В следующей песне он играл ритмически интересную последовательность из трех аккордов, для которых предложил по ходу песни четыре варианта мелодии. Строго говоря, это вообще была не песня – каждый куплет пелся по-новому, не только мелодически, но и эмоционально, припев отсутствовал. В конце он, как будто сжалившись, еще раз пропел первый куплет. Получалось, что он взял удобную для импровизации основу и показал потенциал ее мелодической аранжировки.
Если бы у Севы сейчас был рот, он бы сидел с открытым ртом, настолько он был захвачен происходящим. Он считывал новые идеи, но видел и главное: как только этот человек касается струн, он переносится на границу, за которой заканчивается язык, за ней первозданный пугающий хаос – там реальность, и она начинает говорить с нами какими-то другими голосами. Это не исполнитель, не певец, а шаман, который не слышит обычных значений слов, потому что реальность говорит на другом языке. Вот куда повел его некогда распробованный абсурд. Но мелодия стала крепче, в ней зазвучало мощное народное начало. Одно постоянно оставалось неясным – как она продолжится. И никаких сложных выверенных конструкций старого «Аукцыона». Наоборот, в этих проигрышах невозможно ошибиться нотой – там время от времени можно брать просто любой аккорд – и он впишется в это понимание музыки. Да что там – звук упавшей связки ключей – и тот впишется. Потому что много воздуха, свободы – лишь бы хватило энергии и мастерства ее постоянно заполнять.

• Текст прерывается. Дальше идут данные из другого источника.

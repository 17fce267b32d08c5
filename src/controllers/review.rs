//! Controllers for reviews

use axum::Json;
use axum::extract::{Path, Query, State};
use validator::Validate;

use crate::models::{Facility, PrimitiveReview, Review};
use crate::schemas::pagination::{PaginationOptions, PaginationResponse};
use crate::schemas::review::CreateReviewRequest;
use crate::session::Session;
use crate::{DbPool, Error};

/// Get the reviews of an approved facility, newest first
#[instrument(skip(pool))]
pub(crate) async fn get_facility_reviews(
	State(pool): State<DbPool>,
	Path(f_id): Path<i32>,
	Query(p_opts): Query<PaginationOptions>,
) -> Result<Json<PaginationResponse<Vec<Review>>>, Error> {
	let conn = pool.get().await?;

	let facility = Facility::get_approved_by_id(f_id, &conn).await?;
	let (total, reviews) =
		Review::for_facility(facility.id, p_opts, &conn).await?;

	p_opts.check_bounds(total)?;

	Ok(Json(p_opts.paginate(total, reviews)))
}

/// Post a review for an approved facility and fold its rating into the
/// facility's running mean
#[instrument(skip(pool, request))]
pub(crate) async fn create_review(
	session: Session,
	State(pool): State<DbPool>,
	Path(f_id): Path<i32>,
	Json(request): Json<CreateReviewRequest>,
) -> Result<Json<PrimitiveReview>, Error> {
	request.validate()?;

	let conn = pool.get().await?;

	let facility = Facility::get_approved_by_id(f_id, &conn).await?;
	let review = request
		.into_new_review(session.data.profile_id, facility.id)
		.insert(&conn)
		.await?;

	Ok(Json(review))
}
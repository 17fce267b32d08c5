//! Database model definitions

mod booking;
mod facility;
mod profile;
mod review;
mod room;

pub use booking::*;
pub use facility::*;
pub use profile::*;
pub use review::*;
pub use room::*;

/// Fixed hold window for a pending booking, in minutes
///
/// This is a design constant, not a per-facility setting: the estimated
/// arrival time a guest enters never moves the expiry deadline
pub const BOOKING_HOLD_MINUTES: i64 = 15;

/// Hard cap on the amount of rows any list query will return
pub const QUERY_HARD_LIMIT: i64 = 100;
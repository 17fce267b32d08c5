use serde::{Deserialize, Serialize};
use validator_derive::Validate;

use crate::models::{NewRoom, RoomCategory};

#[derive(Clone, Debug, Deserialize, Serialize, Validate)]
#[serde(rename_all = "camelCase")]
pub struct CreateRoomRequest {
	#[validate(length(
		min = 1,
		max = 64,
		message = "label must be between 1 and 64 characters long",
		code = "label-length"
	))]
	pub label:     String,
	pub category:  RoomCategory,
	#[validate(range(
		min = 0,
		message = "price cannot be negative",
		code = "price-range"
	))]
	pub price:     i32,
	#[serde(default)]
	pub amenities: Vec<String>,
}

impl CreateRoomRequest {
	/// Convert this request into an insertable [`NewRoom`] for the given
	/// facility
	#[must_use]
	pub fn into_new_room(self, facility_id: i32) -> NewRoom {
		NewRoom {
			facility_id,
			label: self.label,
			category: self.category,
			price: self.price,
			amenities: self.amenities,
		}
	}
}

#[derive(Clone, Copy, Debug, Deserialize, Serialize)]
pub struct SetMaintenanceRequest {
	pub maintenance: bool,
}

Я-А-а-по-У-У-ли-цА-ам хо-дИ-ил, —
тянул он выматывающе долго.
СЫ-ы-на-я-А-А-ве-зде-ис-кА-Ал, —
при смене аккорда он трогал лишь пару нот.
НО-О-ни-гдЕ-Е-е не-на-хо-дИ-Ил, —
он всю песню построил на мелодии в тишине.

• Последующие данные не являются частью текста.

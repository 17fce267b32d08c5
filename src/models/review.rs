use chrono::{NaiveDateTime, Utc};
use diesel::pg::Pg;
use diesel::prelude::*;
use serde::{Deserialize, Serialize};

use crate::models::{Facility, Profile};
use crate::schema::{facility, profile, review};
use crate::schemas::pagination::PaginationOptions;
use crate::{DbConn, Error};

/// A single review row
#[derive(
	Clone, Debug, Deserialize, Identifiable, Queryable, Selectable, Serialize,
)]
#[diesel(table_name = review)]
#[diesel(check_for_backend(Pg))]
pub struct PrimitiveReview {
	pub id:          i32,
	pub profile_id:  i32,
	pub facility_id: i32,
	pub rating:      i32,
	pub body:        Option<String>,
	pub created_at:  NaiveDateTime,
}

/// A review joined with the profile that wrote it
#[derive(Clone, Debug, Serialize)]
pub struct Review {
	#[serde(flatten)]
	pub review:     PrimitiveReview,
	pub created_by: Profile,
}

impl From<(PrimitiveReview, Profile)> for Review {
	fn from((review, created_by): (PrimitiveReview, Profile)) -> Self {
		Self { review, created_by }
	}
}

impl Review {
	/// Get the reviews of a facility, newest first
	#[instrument(skip(conn))]
	pub async fn for_facility(
		f_id: i32,
		p_opts: PaginationOptions,
		conn: &DbConn,
	) -> Result<(i64, Vec<Self>), Error> {
		let total: i64 = conn
			.interact(move |conn| {
				review::table
					.filter(review::facility_id.eq(f_id))
					.count()
					.get_result(conn)
			})
			.await??;

		let reviews = conn
			.interact(move |conn| {
				review::table
					.filter(review::facility_id.eq(f_id))
					.inner_join(profile::table)
					.select((
						PrimitiveReview::as_select(),
						Profile::as_select(),
					))
					.order(review::created_at.desc())
					.limit(p_opts.limit())
					.offset(p_opts.offset())
					.get_results::<(PrimitiveReview, Profile)>(conn)
			})
			.await??;

		Ok((total, reviews.into_iter().map(Into::into).collect()))
	}
}

/// The data needed to post a new review
#[derive(Clone, Debug, Deserialize, Insertable)]
#[diesel(table_name = review)]
pub struct NewReview {
	pub profile_id:  i32,
	pub facility_id: i32,
	pub rating:      i32,
	pub body:        Option<String>,
}

impl NewReview {
	/// Insert this [`NewReview`] and fold its rating into the facility's
	/// running mean
	///
	/// The facility row is locked for the duration of the transaction so
	/// concurrent reviews cannot lose each other's contribution
	#[instrument(skip(self, conn))]
	pub async fn insert(self, conn: &DbConn) -> Result<PrimitiveReview, Error> {
		let review = conn
			.interact(move |conn| {
				conn.transaction::<_, Error, _>(|conn| {
					let target: Facility = facility::table
						.find(self.facility_id)
						.select(Facility::as_select())
						.for_update()
						.get_result(conn)?;

					let rating = f64::from(self.rating);

					let inserted: PrimitiveReview =
						diesel::insert_into(review::table)
							.values(&self)
							.returning(PrimitiveReview::as_returning())
							.get_result(conn)?;

					let count = target.rating_count + 1;
					let average = target.rating_average
						+ (rating - target.rating_average) / f64::from(count);

					diesel::update(facility::table.find(target.id))
						.set((
							facility::rating_average.eq(average),
							facility::rating_count.eq(count),
							facility::updated_at
								.eq(Utc::now().naive_utc()),
						))
						.execute(conn)?;

					Ok(inserted)
				})
			})
			.await??;

		info!(
			"posted review {} for facility {}",
			review.id, review.facility_id
		);

		Ok(review)
	}
}
//! Middleware to authorize users and store user data on the request objects

use std::pin::Pin;
use std::task::{Context, Poll};

use axum::RequestExt;
use axum::body::Body;
use axum::extract::Request;
use axum::http::Response;
use axum::response::IntoResponse;
use axum_extra::extract::PrivateCookieJar;
use tower::{Layer, Service};

use crate::session::Session;
use crate::{AppState, Error, TokenError};

/// Middleware layer that guarantees a request has a valid access token and
/// associated session
///
/// If a valid session is found its ID is stored as an
/// [`Extension`](axum::Extension)
///
/// This function does not extract any session data, controllers that need this
/// data should ask for a [`Session`] in their arguments
#[derive(Clone)]
pub struct AuthLayer {
	state: AppState,
}

impl AuthLayer {
	#[must_use]
	pub fn new(state: AppState) -> Self { Self { state } }
}

impl<S> Layer<S> for AuthLayer {
	type Service = AuthMiddleware<S>;

	fn layer(&self, inner: S) -> Self::Service {
		AuthMiddleware { inner, state: self.state.clone() }
	}
}

#[derive(Clone)]
pub struct AuthMiddleware<S> {
	inner: S,
	state: AppState,
}

impl<S> Service<Request<Body>> for AuthMiddleware<S>
where
	S: Service<Request, Response = Response<Body>> + Clone + Send + 'static,
	S::Future: Send + 'static,
{
	type Error = S::Error;
	type Future = Pin<
		Box<
			dyn Future<Output = Result<Self::Response, Self::Error>>
				+ Send
				+ 'static,
		>,
	>;
	type Response = S::Response;

	fn poll_ready(
		&mut self,
		cx: &mut Context<'_>,
	) -> Poll<Result<(), Self::Error>> {
		self.inner.poll_ready(cx)
	}

	#[instrument(skip_all)]
	fn call(&mut self, mut req: Request<Body>) -> Self::Future {
		let cloned_inner = self.inner.clone();
		let mut inner = std::mem::replace(&mut self.inner, cloned_inner);

		let state = self.state.clone();

		Box::pin(async move {
			let jar = req
				.extract_parts_with_state::<PrivateCookieJar, _>(&state)
				.await
				.unwrap();

			let mut r_conn = state.redis_connection;

			let Some(access_token) = jar.get(&state.config.access_cookie_name)
			else {
				info!("got request without valid access token");

				return Ok(
					Error::from(TokenError::MissingAccessToken).into_response()
				);
			};

			let Ok(session_id) = access_token.value().parse::<i32>() else {
				warn!("got access token with malformed session id");

				return Ok(
					Error::from(TokenError::MissingAccessToken).into_response()
				);
			};

			let exists = match Session::exists(session_id, &mut r_conn).await {
				Ok(s) => s,
				Err(e) => return Ok(e.into_response()),
			};

			if !exists {
				warn!("attempted to authorize unknown session {}", session_id);

				return Ok(
					Error::from(TokenError::MissingSession).into_response()
				);
			}

			req.extensions_mut().insert(session_id);

			let res = inner.call(req).await;

			res.map(|r| {
				let (head, body) = r.into_parts();

				let mut res = (jar, body).into_response();

				*res.status_mut() = head.status;
				*res.version_mut() = head.version;

				res.headers_mut().extend(head.headers);
				res.extensions_mut().extend(head.extensions);

				res
			})
		})
	}
}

ДА-А-же-срЕ-Едь при-брЕ-жных-скА-Ал, —
голос сильно сел со времени «Птицы»!
ДА-А-же-срЕ-Едь при-брЕ-жных-скА-Ал, —
на потном лице божественный покой.
Он как будто везде, в любой композиции отыскивает границы искусства, лихорадочно думал Сева. Драматизм того, что мы слышим, – оттого, что мы не понимаем, как можно не свалиться в сладкие песенки, не дать себя поглотить шумам и самой тишине. Он балансирует, балансирует уверенно, не оставляя себе запасного пространства для безопасности эксперимента. Песня на одном аккорде – это опасно. Уверенно петь на фоне почти тишины – и оставаться в уверенности, что ты еще в искусстве, – для этого художнику надо иметь железные яйца. И он это делает один, в каком-то зачуханном баре, в глубине которого разливают спиртное. Время от времени кто-то нетрезво кричит: «Лёня, давай “Птицу”», – а Лёня сидит в прозрачной снаружи и непроницаемой изнутри воздушной капсуле радиусом один метр. Даже можно представить, что сама капсула на деле находится сейчас совсем не здесь, но технический прогресс зашел так далеко, что нам кажется, будто человек, в ней замурованный, на самом деле сейчас находится среди нас. И только когда он начинает петь, можно понять, что это не так. А можно и не понять.
Под ногой Федорова лежала педалька. Он почти не использовал ее для искажения звука. Использовал для другого. Вот он как-то покарябал по барабану, дернул пару струн, нажал на педальку – и это странное, из чистого мусора собранное сочетание начинает воспроизводиться, задает ритм, под который Лёня подстраивается и играет, поет.